▶ _Problem requirements_
Every line in the records below between the one holding "rather than 404." and the one holding "assert!(matches!(err, StoreError::DuplicateId(_)));", inclusive, is to be set down exactly; all other lines are to be left out.

(Collected data entries)
------------------------------
use bson::{Bson, Document};
use tracing::{debug, warn};

use crate::error::QueryError;
use crate::operator::expand;
use crate::options::{resolve_limit, resolve_projection, resolve_skip, resolve_sort};
use crate::query::{QueryDefaults, QuerySpec};

/// Reserved argument keys that configure query options rather than filter
/// fields.
const OPTION_KEYS: [&str; 4] = ["limit", "projection", "skip", "sort"];

/// Translate raw request arguments plus deployment defaults into one query.
///
/// `arguments` are the ordered `(key, value)` pairs of the request query
/// string; a repeated key keeps only its last value. `single_result` marks
/// single-document routes, which force `limit = 1`.
///
/// The default filter is authored in the same micro-language as request
/// values and always takes precedence on conflicts — defaults carry
/// deployment policy that request input must not override. A `null` default
/// is the escape hatch meaning "no policy, defer to the caller".
pub fn build_query(
    defaults: &QueryDefaults,
    arguments: &[(String, String)],
    single_result: bool,
) -> Result<QuerySpec, QueryError> {
    // Collapse repeated keys — only the last value for a key is significant.
    let raw = collapse(arguments);
    let mut expanded = expand_pairs(&raw)?;
    debug!(arguments = ?expanded, "expanded request arguments");

    // Pull the reserved option keys out of the filter arguments, overriding
    // staged defaults only with non-empty values.
    let mut staged = defaults.options.clone();
    for key in OPTION_KEYS {
        if let Some(value) = expanded.remove(key) {
            if !is_empty(&value) {
                staged.insert(key, value);
            }
        }
    }

    let limit = resolve_limit(single_result, &raw, &staged)?;
    let skip = resolve_skip(&raw, &staged)?;
    let sort = resolve_sort(&raw, &staged);
    let projection = resolve_projection(&raw, &staged);

    let filter = merge_filter(&defaults.filter, &expanded)?;
    debug!(?filter, limit, "built query");

    Ok(QuerySpec {
        filter,
        limit,
        skip,
        sort,
        projection,
    })
}

/// Expand raw `(key, value)` pairs into a document of query clauses,
/// collapsing repeated keys last-value-wins first.
///
/// This is the argument-unpacking step of [`build_query`], exposed on its
/// own for callers that build documents rather than filters (inserts and
/// updates use the same micro-language).
pub fn expand_arguments(arguments: &[(String, String)]) -> Result<Document, QueryError> {
    expand_pairs(&collapse(arguments))
}

fn expand_pairs(collapsed: &[(String, String)]) -> Result<Document, QueryError> {
    let mut expanded = Document::new();
    for (key, value) in collapsed {
        let clause = expand(key, &Bson::String(value.clone()))?;
        if clause.value.is_unrecognized() {
            warn!(field = %key, value = %value, "unrecognized operator, passing value through");
        }
        insert_clause(&mut expanded, clause.field, clause.value.into_bson());
    }
    Ok(expanded)
}

fn collapse(arguments: &[(String, String)]) -> Vec<(String, String)> {
    let mut collapsed: Vec<(String, String)> = Vec::new();
    for (key, value) in arguments {
        match collapsed.iter_mut().find(|(k, _)| k == key) {
            Some((_, existing)) => *existing = value.clone(),
            None => collapsed.push((key.clone(), value.clone())),
        }
    }
    collapsed
}

/// Merge the default filter with the expanded arguments.
///
/// Walks the union of keys — default keys in insertion order, then
/// argument-only keys — so identical inputs always produce an identical
/// filter document. Default values run through the expander too, which may
/// rewrite the key they land under.
fn merge_filter(default_filter: &Document, arguments: &Document) -> Result<Document, QueryError> {
    let mut keys: Vec<String> = default_filter.keys().cloned().collect();
    for key in arguments.keys() {
        if !default_filter.contains_key(key) {
            keys.push(key.clone());
        }
    }

    let mut filter = Document::new();
    for key in keys {
        let default_value = default_filter.get(&key).cloned().unwrap_or(Bson::Null);
        let expanded = expand(&key, &default_value)?;
        let key = expanded.field;
        let default_value = expanded.value.into_bson();
        let argument_value = arguments.get(&key);

        match (default_value, argument_value) {
            // No default policy for this field — defer to the caller.
            (Bson::Null, Some(argument)) => insert_clause(&mut filter, key, argument.clone()),
            // No caller value — the default applies as-is.
            (default, None) => insert_clause(&mut filter, key, default),
            // Both are operator documents: union their keys, default wins
            // on overlapping operator names.
            (Bson::Document(default), Some(Bson::Document(argument))) => {
                let mut merged = argument.clone();
                for (operator, value) in default {
                    merged.insert(operator, value);
                }
                insert_clause(&mut filter, key, Bson::Document(merged));
            }
            // Both present otherwise — the default always wins.
            (default, Some(_)) => insert_clause(&mut filter, key, default),
        }
    }

    Ok(filter)
}

/// Insert a clause, accumulating the logical-operator slots instead of
/// overwriting them when the same slot is produced twice.
fn insert_clause(filter: &mut Document, field: String, value: Bson) {
    let logical = matches!(field.as_str(), "$and" | "$or" | "$nor");
    let extendable = logical
        && matches!(
            (filter.get(&field), &value),
            (Some(Bson::Array(_)), Bson::Array(_))
        );

    if extendable {
        if let (Some(Bson::Array(existing)), Bson::Array(clauses)) =
            (filter.get_mut(&field), value)
        {
            existing.extend(clauses);
        }
    } else {
        filter.insert(field, value);
    }
}

fn is_empty(value: &Bson) -> bool {
    matches!(value, Bson::String(s) if s.is_empty())
}
use axum::Json;
use axum::http::StatusCode;

pub async fn ping() -> Json<serde_json::Value> {
    Json(serde_json::json!({ "ping": "pong" }))
}

pub async fn healthz() -> Json<serde_json::Value> {
    Json(serde_json::json!({ "status": "ok" }))
}

/// Unmatched paths answer 204 rather than 404.
pub async fn no_content() -> StatusCode {
    StatusCode::NO_CONTENT
}
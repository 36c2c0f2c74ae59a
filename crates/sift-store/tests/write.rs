mod common;
use common::*;

use bson::{Bson, doc};
use sift_store::{MemoryCollection, StoreError};

#[test]
fn insert_generates_objectid() {
    let collection = MemoryCollection::new("test");
    let outcome = collection.insert_one(doc! { "name": "fresh" }).unwrap();
    assert!(matches!(outcome.inserted_id, Bson::ObjectId(_)));

    let results = collection.find(&spec(doc! { "name": "fresh" })).unwrap();
    assert_eq!(results.len(), 1);
    assert_eq!(results[0].get("_id"), Some(&outcome.inserted_id));
}

#[test]
fn insert_keeps_explicit_id() {
    let collection = MemoryCollection::new("test");
    let outcome = collection
        .insert_one(doc! { "_id": "doc-1", "name": "explicit" })
        .unwrap();
    assert_eq!(outcome.inserted_id, Bson::String("doc-1".into()));
}

#[test]
fn insert_duplicate_id_errors() {
    let collection = MemoryCollection::new("test");
    collection.insert_one(doc! { "_id": "doc-1" }).unwrap();
    let err = collection.insert_one(doc! { "_id": "doc-1" }).unwrap_err();
    assert!(matches!(err, StoreError::DuplicateId(_)));
}

#[test]
fn update_one_sets_fields() {
    let collection = seeded_collection();
    let outcome = collection
        .update_one(&doc! { "_id": "acct-1" }, &doc! { "status": "closed" })
        .unwrap();
    assert_eq!(outcome.matched_count, 1);
    assert_eq!(outcome.modified_count, 1);

    let results = collection.find(&spec(doc! { "_id": "acct-1" })).unwrap();
    assert_eq!(results[0].get_str("status").unwrap(), "closed");
}

#[test]
fn update_one_touches_first_match_only() {
    let collection = seeded_collection();
    collection
        .update_one(&doc! { "status": "active" }, &doc! { "status": "audited" })
        .unwrap();
    assert_eq!(
        collection.count_matching(&doc! { "status": "active" }).unwrap(),
        2
    );
}

#[test]
fn update_one_no_match() {
    let collection = seeded_collection();
    let outcome = collection
        .update_one(&doc! { "_id": "missing" }, &doc! { "status": "closed" })
        .unwrap();
    assert_eq!(outcome.matched_count, 0);
    assert_eq!(outcome.modified_count, 0);
}

#[test]
fn update_one_unchanged_value_is_not_modified() {
    let collection = seeded_collection();
    let outcome = collection
        .update_one(&doc! { "_id": "acct-1" }, &doc! { "status": "active" })
        .unwrap();
    assert_eq!(outcome.matched_count, 1);
    assert_eq!(outcome.modified_count, 0);
}

#[test]
fn delete_one_removes_first_match() {
    let collection = seeded_collection();
    let outcome = collection.delete_one(&doc! { "_id": "acct-2" }).unwrap();
    assert_eq!(outcome.deleted_count, 1);
    assert_eq!(collection.count_matching(&doc! {}).unwrap(), 4);
}

#[test]
fn delete_one_no_match() {
    let collection = seeded_collection();
    let outcome = collection.delete_one(&doc! { "_id": "missing" }).unwrap();
    assert_eq!(outcome.deleted_count, 0);
    assert_eq!(collection.count_matching(&doc! {}).unwrap(), 5);
}
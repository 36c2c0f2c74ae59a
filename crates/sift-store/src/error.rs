use std::fmt;

#[derive(Debug)]
pub enum StoreError {
    /// The filter document contains an operator the matcher does not know.
    InvalidFilter(String),
    /// A document with the same `_id` already exists.
    DuplicateId(String),
    Storage(String),
}

impl fmt::Display for StoreError {
    fn fmt(&self, f: &mut fmt::Formatter<'_>) -> fmt::Result {
        match self {
            StoreError::InvalidFilter(msg) => write!(f, "invalid filter: {msg}"),
            StoreError::DuplicateId(id) => write!(f, "duplicate _id: {id}"),
            StoreError::Storage(msg) => write!(f, "storage error: {msg}"),
        }
    }
}

impl std::error::Error for StoreError {}
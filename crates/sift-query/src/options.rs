use bson::{Bson, Document};
use serde::{Deserialize, Serialize};

use crate::error::QueryError;

/// Result limit applied when neither the request nor the defaults set one,
/// or when the request asks for a non-positive limit.
const DEFAULT_LIMIT: i64 = 10;

#[derive(Debug, Clone, Copy, PartialEq, Eq, Serialize, Deserialize)]
#[serde(rename_all = "snake_case")]
pub enum SortDirection {
    Asc,
    Desc,
}

/// A single-key sort specification, parsed from the `sort` option syntax:
/// a leading `-` means descending on the remainder of the string.
#[derive(Debug, Clone, PartialEq, Eq, Serialize, Deserialize)]
pub struct Sort {
    pub field: String,
    pub direction: SortDirection,
}

pub(crate) fn raw_get<'a>(raw: &'a [(String, String)], key: &str) -> Option<&'a str> {
    raw.iter()
        .find(|(k, _)| k == key)
        .map(|(_, v)| v.as_str())
}

/// Resolve the result limit. Single-document routes force 1 unconditionally;
/// otherwise an explicit argument wins (falling back to the default when it
/// is not positive), then the staged default, then 10. Always set.
pub(crate) fn resolve_limit(
    single_result: bool,
    raw: &[(String, String)],
    staged: &Document,
) -> Result<i64, QueryError> {
    if single_result {
        return Ok(1);
    }

    if let Some(value) = raw_get(raw, "limit") {
        let limit = parse_int("limit", value)?;
        return Ok(if limit >= 1 { limit } else { DEFAULT_LIMIT });
    }

    match staged.get("limit") {
        Some(value) => staged_int("limit", value),
        None => Ok(DEFAULT_LIMIT),
    }
}

/// Resolve the skip offset. Present only when the request or the defaults
/// set one; non-positive requests clamp to 0.
pub(crate) fn resolve_skip(
    raw: &[(String, String)],
    staged: &Document,
) -> Result<Option<i64>, QueryError> {
    if let Some(value) = raw_get(raw, "skip") {
        let skip = parse_int("skip", value)?;
        return Ok(Some(if skip >= 1 { skip } else { 0 }));
    }

    match staged.get("skip") {
        Some(value) => staged_int("skip", value).map(Some),
        None => Ok(None),
    }
}

/// Resolve the sort order from the request argument or the staged default,
/// both using the leading-`-` syntax. Empty or non-string values resolve
/// to no sort.
pub(crate) fn resolve_sort(raw: &[(String, String)], staged: &Document) -> Option<Sort> {
    let value = match raw_get(raw, "sort") {
        Some(value) if !value.is_empty() => value,
        _ => match staged.get("sort") {
            Some(Bson::String(value)) if !value.is_empty() => value.as_str(),
            _ => return None,
        },
    };

    match value.strip_prefix('-') {
        Some(field) => Some(Sort {
            field: field.to_string(),
            direction: SortDirection::Desc,
        }),
        None => Some(Sort {
            field: value.to_string(),
            direction: SortDirection::Asc,
        }),
    }
}

/// Resolve the projection field list from the request argument (split on
/// `,`) or the staged default (comma string or array of strings).
pub(crate) fn resolve_projection(
    raw: &[(String, String)],
    staged: &Document,
) -> Option<Vec<String>> {
    if let Some(value) = raw_get(raw, "projection") {
        if !value.is_empty() {
            return Some(split_fields(value));
        }
    }

    match staged.get("projection") {
        Some(Bson::String(value)) if !value.is_empty() => Some(split_fields(value)),
        Some(Bson::Array(items)) => Some(
            items
                .iter()
                .filter_map(|item| item.as_str().map(str::to_string))
                .collect(),
        ),
        _ => None,
    }
}

fn split_fields(value: &str) -> Vec<String> {
    value.split(',').map(str::to_string).collect()
}

fn parse_int(option: &str, value: &str) -> Result<i64, QueryError> {
    value
        .parse::<i64>()
        .map_err(|_| QueryError::InvalidOptionValue(format!("{option}: {value:?}")))
}

/// Staged defaults arrive from a JSON document, so integers may be typed
/// or quoted.
fn staged_int(option: &str, value: &Bson) -> Result<i64, QueryError> {
    match value {
        Bson::Int32(n) => Ok(i64::from(*n)),
        Bson::Int64(n) => Ok(*n),
        Bson::String(s) => parse_int(option, s),
        other => Err(QueryError::InvalidOptionValue(format!(
            "{option}: {other:?}"
        ))),
    }
}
------------------------------
▶ _Result for this exercise_
/// Unmatched paths answer 204 rather than 404.
pub async fn no_content() -> StatusCode {
    StatusCode::NO_CONTENT
}
repository 36c2c0f2c74ae59a
filename crates/sift-store/tests/write.rs
mod common;
use common::*;

use bson::{Bson, doc};
use sift_store::{MemoryCollection, StoreError};

#[test]
fn insert_generates_objectid() {
    let collection = MemoryCollection::new("test");
    let outcome = collection.insert_one(doc! { "name": "fresh" }).unwrap();
    assert!(matches!(outcome.inserted_id, Bson::ObjectId(_)));

    let results = collection.find(&spec(doc! { "name": "fresh" })).unwrap();
    assert_eq!(results.len(), 1);
    assert_eq!(results[0].get("_id"), Some(&outcome.inserted_id));
}

#[test]
fn insert_keeps_explicit_id() {
    let collection = MemoryCollection::new("test");
    let outcome = collection
        .insert_one(doc! { "_id": "doc-1", "name": "explicit" })
        .unwrap();
    assert_eq!(outcome.inserted_id, Bson::String("doc-1".into()));
}

#[test]
fn insert_duplicate_id_errors() {
    let collection = MemoryCollection::new("test");
    collection.insert_one(doc! { "_id": "doc-1" }).unwrap();
    let err = collection.insert_one(doc! { "_id": "doc-1" }).unwrap_err();
    assert!(matches!(err, StoreError::DuplicateId(_)));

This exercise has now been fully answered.